No.... The conversation was about Apple purchasing media assets.... The Supreme Court ruling (I surmised) and the related court case about Apple’s potential monopoly power within its operating system (forcing companies which sell on apple devices to pay apple 30% of the revenue collected) is a reason why Apple is not buying.....
Apple is not buying...what? I think Apple, Amazon, or Netflix should seriously consider buying Paramount or Columbia (and Disney should consider partnering up with them so they can get the license/rights for certain properties).
 

Disneyhead'71

Well-Known Member
Those are the key words right there. I don't know if it's because Mr. King likes it this way or what, but it seems like almost all the movies/series ever made from his books are never as good as they could be. I enjoy most of them, but they just tend to seem cheesy in comparison to the books. (I realize most people tend to think the books are always better - I am counted among them - but the contrast between book/movie seems to be extraordinarily big when it comes to King's works.)

For example, I really did love The Dark Tower movie, but they really chopped the story a ton and I felt like the loss of such large chunks of plot, and of Eddie and Susannah as main characters was a tragedy. It's really the type of book series that is deserving of a series of films.
I LOATHED the Dark Tower movie. So disappointed. But I loved the adaption of Mr. Mercedes on AT&T U-Verse/Direct TV. Brendan Gleeson and Harry Treadway were awesome. If you've read Mr. Mercedes it is worth signing up for the free 30 day trial and binge watching both seasons. Season one is almost a direct adaption of the first book in the Mr. Mercedes trilogy. Season 2 is an adaption of End of Watch, the 3rd book in the trilogy.
 

BlakeW39

Well-Known Member
The only thing I really care for is the Marvel stuff tbh. The FOX deal wasn't for IP and truly holds very little of it that would be valuable for a theme park. I do like the recent Apes films and I enjoyed the first Kingsman, however, and I still think the original Ice Age is fantastic and criminally underrated.
 

Disneyhead'71

Well-Known Member
The only thing I really care for is the Marvel stuff tbh. The FOX deal wasn't for IP and truly holds very little of it that would be valuable for a theme park. I do like the recent Apes films and I enjoyed the first Kingsman, however, and I still think the original Ice Age is fantastic and criminally underrated.
The first Ice Age movie was better than either Cars movie.
 

BlakeW39

Well-Known Member
Oh, that's right, I never saw Cars 3. I also thought Rio was pretty good, but not enough to get me to see Rio 2.
I didn't see 3 either. I think it's on Netflix though. Maybe we should both watch it lol I heard it was better than 2 but that's an unbelievably low bar.

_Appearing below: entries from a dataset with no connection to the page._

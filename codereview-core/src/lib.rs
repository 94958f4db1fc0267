//! # codereview-core: Review data model
//!
//! Plain data shared by the collaboration channel, the comment store and
//! whatever UI sits on top of them.
//!
//! ## Modules
//!
//! - [`user`]: users, collaborating users and the session roster
//! - [`comment`]: comments, reactions and threads
//! - [`fixtures`]: seed data for the mock services
//!
//! All records serialize with camelCase field names, which is the shape the
//! review UI consumes.

pub mod comment;
pub mod fixtures;
pub mod user;

pub use comment::{
    Comment, CommentId, CommentReaction, CommentThread, FileId, PrId, ReactionId, ReactionKind,
    ThreadId, UnknownReaction,
};
pub use fixtures::{FixtureError, Seed, ThreadSeed};
pub use user::{CollaboratingUser, CursorPosition, Role, Roster, User, UserId};
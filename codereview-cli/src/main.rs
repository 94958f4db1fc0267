//! CodeReview collaboration demo: headless driver for the mock services.
//!
//! Joins a review room on the simulated channel, shares a code change and
//! a cursor, walks a comment thread through the store, then watches the
//! room for a while and leaves. Everything is reported through `log`;
//! run with `RUST_LOG=info` (or `debug`/`trace` for dispatch detail).

mod settings;

use log::{error, info};
use thiserror::Error;

use codereview_collab::{
    handler, CollaborationSession, CommentStore, ConfigError, EventChannel, EventKind, Handler,
};
use codereview_core::fixtures::{demo_roster, demo_seed};
use codereview_core::{FileId, FixtureError, PrId, ReactionKind};
use settings::Settings;

#[derive(Error, Debug)]
enum AppError {
    #[error("configuration: {0}")]
    Config(#[from] ConfigError),
    #[error("fixtures: {0}")]
    Fixture(#[from] FixtureError),
}

/// Log every event on the channel. Returns the handler for unsubscribing.
fn watch(channel: &EventChannel) -> Handler {
    let watcher = handler(|env| {
        info!("#{} {} from {:?}", env.sequence, env.kind(), env.origin);
    });
    for kind in EventKind::ALL {
        channel.on(kind, watcher.clone());
    }
    watcher
}

async fn review_comments(store: &CommentStore) {
    let threads = store.fetch_threads_by_file(FileId(1)).await;
    for thread in &threads {
        info!(
            "thread {} at line {}: {} comment(s), resolved={}",
            thread.id,
            thread.line_number,
            thread.comments.len(),
            thread.resolved
        );
    }

    let Some(comment) = store
        .add_comment(PrId(1), FileId(1), 64, "Could this allocation move out of the loop?", None)
        .await
    else {
        return;
    };
    info!("posted comment {}", comment.id);

    if let Some(reply) = store
        .add_comment(PrId(1), FileId(1), 64, "Good point, will fix.", Some(comment.id))
        .await
    {
        info!("posted reply {}", reply.id);
    }
    if let Some(c) = store.add_reaction(comment.id, ReactionKind::ThumbsUp).await {
        info!("comment {} now has {} reaction(s)", c.id, c.reactions.len());
    }

    let threads = store.fetch_threads_by_file(FileId(1)).await;
    if let Some(thread) = threads.iter().find(|t| t.line_number == 64) {
        if let Some(resolved) = store.resolve_thread(thread.id).await {
            info!(
                "thread {} resolved by {}",
                resolved.id,
                resolved
                    .resolved_by
                    .as_ref()
                    .map_or("nobody", |u| u.name.as_str())
            );
        }
    }
    info!("store holds {} comment(s)", store.comment_count().await);
}

async fn run(settings: Settings) -> Result<(), AppError> {
    let roster = demo_roster()?;
    let me = roster.current_user().clone();
    let store = CommentStore::with_seed(settings.store.clone(), me, demo_seed()?)?;

    let channel = EventChannel::new(settings.channel.clone(), roster)?;
    let watcher = watch(&channel);

    let mut session = CollaborationSession::join(channel.clone(), settings.room.clone());
    session.on_remote_code_change(|code| info!("remote code change ({} bytes)", code.len()));

    tokio::time::sleep(settings.channel.connect_delay + settings.channel.send_delay).await;
    if !session.is_connected() {
        error!("room {} did not connect", settings.room);
    }
    info!("{} user(s) present", session.users().len());

    if let Err(e) = session.broadcast_code_change("fn review() -> bool { true }") {
        error!("broadcast failed: {e}");
    }
    if let Err(e) = session.move_cursor(FileId(1), 12, 4) {
        error!("cursor broadcast failed: {e}");
    }

    review_comments(&store).await;

    tokio::time::sleep(settings.run_for).await;
    for cursor in session.cursors(None) {
        info!(
            "{} is at {}:{}:{}",
            cursor.user_name, cursor.position.file_id, cursor.position.line, cursor.position.column
        );
    }

    session.leave();
    for kind in EventKind::ALL {
        channel.off(kind, &watcher);
    }

    let stats = channel.stats();
    info!(
        "done: {} event(s), {} handler call(s), {} panic(s), {} rejected send(s)",
        stats.events_emitted, stats.handler_calls, stats.handler_panics, stats.rejected_sends
    );
    Ok(())
}

#[tokio::main]
async fn main() {
    env_logger::init();

    info!("Starting CodeReview collaboration demo...");

    let result = match Settings::from_env() {
        Ok(settings) => run(settings).await,
        Err(e) => Err(e.into()),
    };
    if let Err(e) = result {
        error!("{e}");
        std::process::exit(1);
    }
}
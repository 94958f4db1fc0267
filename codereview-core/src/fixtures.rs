//! Seed data for the mock services.
//!
//! The demo roster and the demo comment set are embedded JSON documents.
//! Comments and threads reference users by id; loading resolves those ids
//! against the roster's user list.

use std::collections::HashMap;

use chrono::{DateTime, Utc};
use serde::Deserialize;

use crate::comment::{
    Comment, CommentId, CommentReaction, FileId, PrId, ReactionId, ReactionKind, ThreadId,
};
use crate::user::{CollaboratingUser, CursorPosition, Roster, User, UserId};

const USERS_JSON: &str = include_str!("../fixtures/users.json");
const COMMENTS_JSON: &str = include_str!("../fixtures/comments.json");

#[derive(Debug, thiserror::Error)]
pub enum FixtureError {
    #[error("fixture JSON is malformed: {0}")]
    Parse(#[from] serde_json::Error),
    #[error("fixture references unknown user {0}")]
    UnknownUser(UserId),
}

/// A thread as stored: comment ids in chronological order.
#[derive(Debug, Clone, PartialEq)]
pub struct ThreadSeed {
    pub id: ThreadId,
    pub file_id: FileId,
    pub line_number: u32,
    pub comment_ids: Vec<CommentId>,
    pub resolved: bool,
    pub resolved_by: Option<User>,
    pub resolved_at: Option<DateTime<Utc>>,
}

/// Initial contents for a comment store.
#[derive(Debug, Clone, Default)]
pub struct Seed {
    pub comments: Vec<Comment>,
    pub threads: Vec<ThreadSeed>,
}

// ───────────────────────────────────────────────────────────────────
// JSON shapes
// ───────────────────────────────────────────────────────────────────

#[derive(Deserialize)]
#[serde(rename_all = "camelCase")]
struct UsersFile {
    current_user_id: UserId,
    users: Vec<User>,
    collaborators: Vec<CollaboratorEntry>,
}

#[derive(Deserialize)]
#[serde(rename_all = "camelCase")]
struct CollaboratorEntry {
    user_id: UserId,
    color: String,
    cursor_position: Option<CursorPosition>,
    #[serde(default)]
    is_typing: bool,
}

#[derive(Deserialize)]
#[serde(rename_all = "camelCase")]
struct CommentsFile {
    comments: Vec<CommentEntry>,
    threads: Vec<ThreadEntry>,
}

#[derive(Deserialize)]
#[serde(rename_all = "camelCase")]
struct CommentEntry {
    id: CommentId,
    pr_id: PrId,
    file_id: FileId,
    line_number: u32,
    content: String,
    author_id: UserId,
    created_at: DateTime<Utc>,
    resolved: bool,
    #[serde(default)]
    reactions: Vec<ReactionEntry>,
    parent_id: Option<CommentId>,
}

#[derive(Deserialize)]
#[serde(rename_all = "camelCase")]
struct ReactionEntry {
    id: ReactionId,
    #[serde(rename = "type")]
    kind: ReactionKind,
    user_id: UserId,
}

#[derive(Deserialize)]
#[serde(rename_all = "camelCase")]
struct ThreadEntry {
    id: ThreadId,
    file_id: FileId,
    line_number: u32,
    comment_ids: Vec<CommentId>,
    resolved: bool,
    resolved_by_id: Option<UserId>,
    resolved_at: Option<DateTime<Utc>>,
}

struct UserDirectory(HashMap<UserId, User>);

impl UserDirectory {
    fn get(&self, id: UserId) -> Result<User, FixtureError> {
        self.0.get(&id).cloned().ok_or(FixtureError::UnknownUser(id))
    }
}

fn parse_users(json: &str) -> Result<(UsersFile, UserDirectory), FixtureError> {
    let file: UsersFile = serde_json::from_str(json)?;
    let directory = UserDirectory(file.users.iter().map(|u| (u.id, u.clone())).collect());
    Ok((file, directory))
}

// ───────────────────────────────────────────────────────────────────
// Loaders
// ───────────────────────────────────────────────────────────────────

/// Build a roster from a users document.
pub fn roster_from_json(json: &str, now: DateTime<Utc>) -> Result<Roster, FixtureError> {
    let (file, directory) = parse_users(json)?;
    let current_user = directory.get(file.current_user_id)?;

    let collaborators = file
        .collaborators
        .into_iter()
        .map(|entry| {
            Ok(CollaboratingUser {
                user: directory.get(entry.user_id)?,
                color: entry.color,
                cursor_position: entry.cursor_position,
                is_typing: entry.is_typing,
                last_active: now,
            })
        })
        .collect::<Result<Vec<_>, FixtureError>>()?;

    Ok(Roster::new(current_user, collaborators))
}

/// Build a store seed from a users document and a comments document.
pub fn seed_from_json(users_json: &str, comments_json: &str) -> Result<Seed, FixtureError> {
    let (_, directory) = parse_users(users_json)?;
    let file: CommentsFile = serde_json::from_str(comments_json)?;

    let mut comments = Vec::with_capacity(file.comments.len());
    for entry in file.comments {
        let reactions = entry
            .reactions
            .into_iter()
            .map(|r| {
                Ok(CommentReaction {
                    id: r.id,
                    kind: r.kind,
                    user: directory.get(r.user_id)?,
                })
            })
            .collect::<Result<Vec<_>, FixtureError>>()?;

        comments.push(Comment {
            id: entry.id,
            pr_id: entry.pr_id,
            file_id: entry.file_id,
            line_number: entry.line_number,
            content: entry.content,
            author: directory.get(entry.author_id)?,
            created_at: entry.created_at,
            updated_at: entry.created_at,
            resolved: entry.resolved,
            reactions,
            replies: Vec::new(),
            parent_id: entry.parent_id,
        });
    }

    let threads = file
        .threads
        .into_iter()
        .map(|t| {
            Ok(ThreadSeed {
                id: t.id,
                file_id: t.file_id,
                line_number: t.line_number,
                comment_ids: t.comment_ids,
                resolved: t.resolved,
                resolved_by: t.resolved_by_id.map(|id| directory.get(id)).transpose()?,
                resolved_at: t.resolved_at,
            })
        })
        .collect::<Result<Vec<_>, FixtureError>>()?;

    log::debug!(
        "Loaded seed: {} comments, {} threads",
        comments.len(),
        threads.len()
    );

    Ok(Seed { comments, threads })
}

/// The built-in roster: four teammates plus "You" (user 5).
pub fn demo_roster() -> Result<Roster, FixtureError> {
    roster_from_json(USERS_JSON, Utc::now())
}

/// The built-in review comments on PR 1.
pub fn demo_seed() -> Result<Seed, FixtureError> {
    seed_from_json(USERS_JSON, COMMENTS_JSON)
}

Rio was good. I saw Rio 2, but I don't remember it so I'm guessing it was just..fine.

To add, Blue Sky isn't half bad. I mean they aren't great because Ice Age after 2 and somehow even moreso after 3 was nothing short of abysmal, but as a studio Blue Sky is pretty cool. It's by no meand comparable to Disney or Pixar, but it isn't the atrocity which is Illumination or the tragic Sony animation.
 

MisterPenguin

Rumormonger
Premium Member
I didn't see 3 either. I think it's on Netflix though. Maybe we should both watch it lol I heard it was better than 2 but that's an unbelievably low bar.

Rio was good. I saw Rio 2, but I don't remember it so I'm guessing it was just..fine.

To add, Blue Sky isn't half bad. I mean they aren't great because Ice Age after 2 and somehow even moreso after 3 was nothing short of abysmal, but as a studio Blue Sky is pretty cool. It's by no meand comparable to Disney or Pixar, but it isn't the atrocity which is Illumination or the tragic Sony animation.
Blue Sky is indeed half bad. It's also half good. But because they make their movies so inexpensively (compared to Disney), almost all of their movies made a good profit, even the bad ones.